In one of Iris Murdoch’s novels, a central character has a vision in which she is visited in her kitchen by Jesus. As he leaves the room after a brief conversation, Jesus touches the woman on the hand. After the vision ends, she knows that her experience was not simply imaginary because her hand is painfully burned where Jesus touched her. Although the burn heals, and the pain eventually fades over the following days, a small but permanent scar remains. For the rest of her life her scar is an indelible reminder that she is forever changed because one day she encountered Jesus.

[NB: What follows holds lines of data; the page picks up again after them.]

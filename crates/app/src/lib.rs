//! # roomsense-app
//!
//! Application layer — use-cases and **port definitions** (traits).
//!
//! ## Responsibilities
//! - Define **port traits** that adapters must implement (driven/outbound ports):
//!   - `KeyValueStore` — durable byte storage under fixed keys
//!   - `ReadingSource` — where the current sensor reading comes from
//! - Define **driving/inbound** use-cases:
//!   - `HistoryService` — time-gated sampling, bounded log, statistics, exports
//!   - `LatestReadingStore` — single-slot holder for the most recent reading
//!   - `Poller` — fixed-period driver feeding readings into the history
//! - Provide **in-process infrastructure** that doesn't need IO
//!   (`InMemoryKeyValueStore`)
//!
//! ## Dependency rule
//! Depends on `roomsense-domain` only (plus `tokio::sync` / `tokio::time`).
//! Never imports adapter crates. Adapters depend on *this* crate, not the reverse.

pub mod memory_store;
pub mod poller;
pub mod ports;
pub mod services;
//! Handler for the poller status endpoint.

use axum::Json;
use axum::extract::State;
use axum::response::{IntoResponse, Response};
use serde::Serialize;

use roomsense_app::poller::PollerStatus;
use roomsense_app::ports::{KeyValueStore, ReadingSource};
use roomsense_domain::time::Timestamp;

use crate::state::AppState;

/// Poller health plus the history's save schedule.
#[derive(Debug, Serialize)]
#[serde(rename_all = "camelCase")]
pub struct StatusBody {
    #[serde(flatten)]
    pub poller: PollerStatus,
    /// When the next reading will be accepted; `null` before the first save.
    pub next_save_at: Option<Timestamp>,
    pub retention_interval_secs: u64,
}

pub enum StatusResponse {
    Ok(Json<StatusBody>),
}

impl IntoResponse for StatusResponse {
    fn into_response(self) -> Response {
        match self {
            Self::Ok(json) => json.into_response(),
        }
    }
}

/// `GET /api/status`
pub async fn show<S, R>(State(state): State<AppState<S, R>>) -> StatusResponse
where
    S: KeyValueStore + Send + Sync + 'static,
    R: ReadingSource + Send + Sync + 'static,
{
    let poller = state.poller.borrow().clone();
    StatusResponse::Ok(Json(StatusBody {
        poller,
        next_save_at: state.history.next_accept_at().await,
        retention_interval_secs: state.history.policy().min_interval.as_secs(),
    }))
}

Perhaps baptism is something like that. Somewhere in the past and continuing history of those who are scarred by the mark of Christ are events, people, decisions, and experiences that form the skeleton, the internal structure of faith. A person’s spiritual identity is shaped by this structure, fleshed out in ways unique to each individual. Some pieces of this identity come out of the blue, divinely tinged experiences that cannot be easily accommodated or dismissed. Others are deliberately chosen, such as a baptism, responding to an altar call, a choice of worship community, or turning away from what no longer gives life. As Brooke’s and Jacob’s lives as one of Christ’s own unfold, each will be able to identify their baptismal Sunday as a signpost of difference. The fact that Brooke was part of the decision-making process while Jacob’s loving family chose the time and place of his baptism for him is not crucially important. The imprint of the divine on a human life often has nothing to do with individual choice.

The beauty of the Incarnation is that each of the moments of all of our days are, as Gerard Manley Hopkins put it, “charged with the grandeur of God.” The grandeur is not in the product, the greatness of what I or anyone, marked as Christ’s own, might become or achieve. The grandeur is not even in the gloriously random Big Bird experiences that leaven our lives. The grandeur is in the very idea of God in the flesh, an indwelling reality that sanctifies even our most mundane days and disturbing experiences. “Marked as Christ’s own forever”—that’s something to embrace, even when I don’t like it.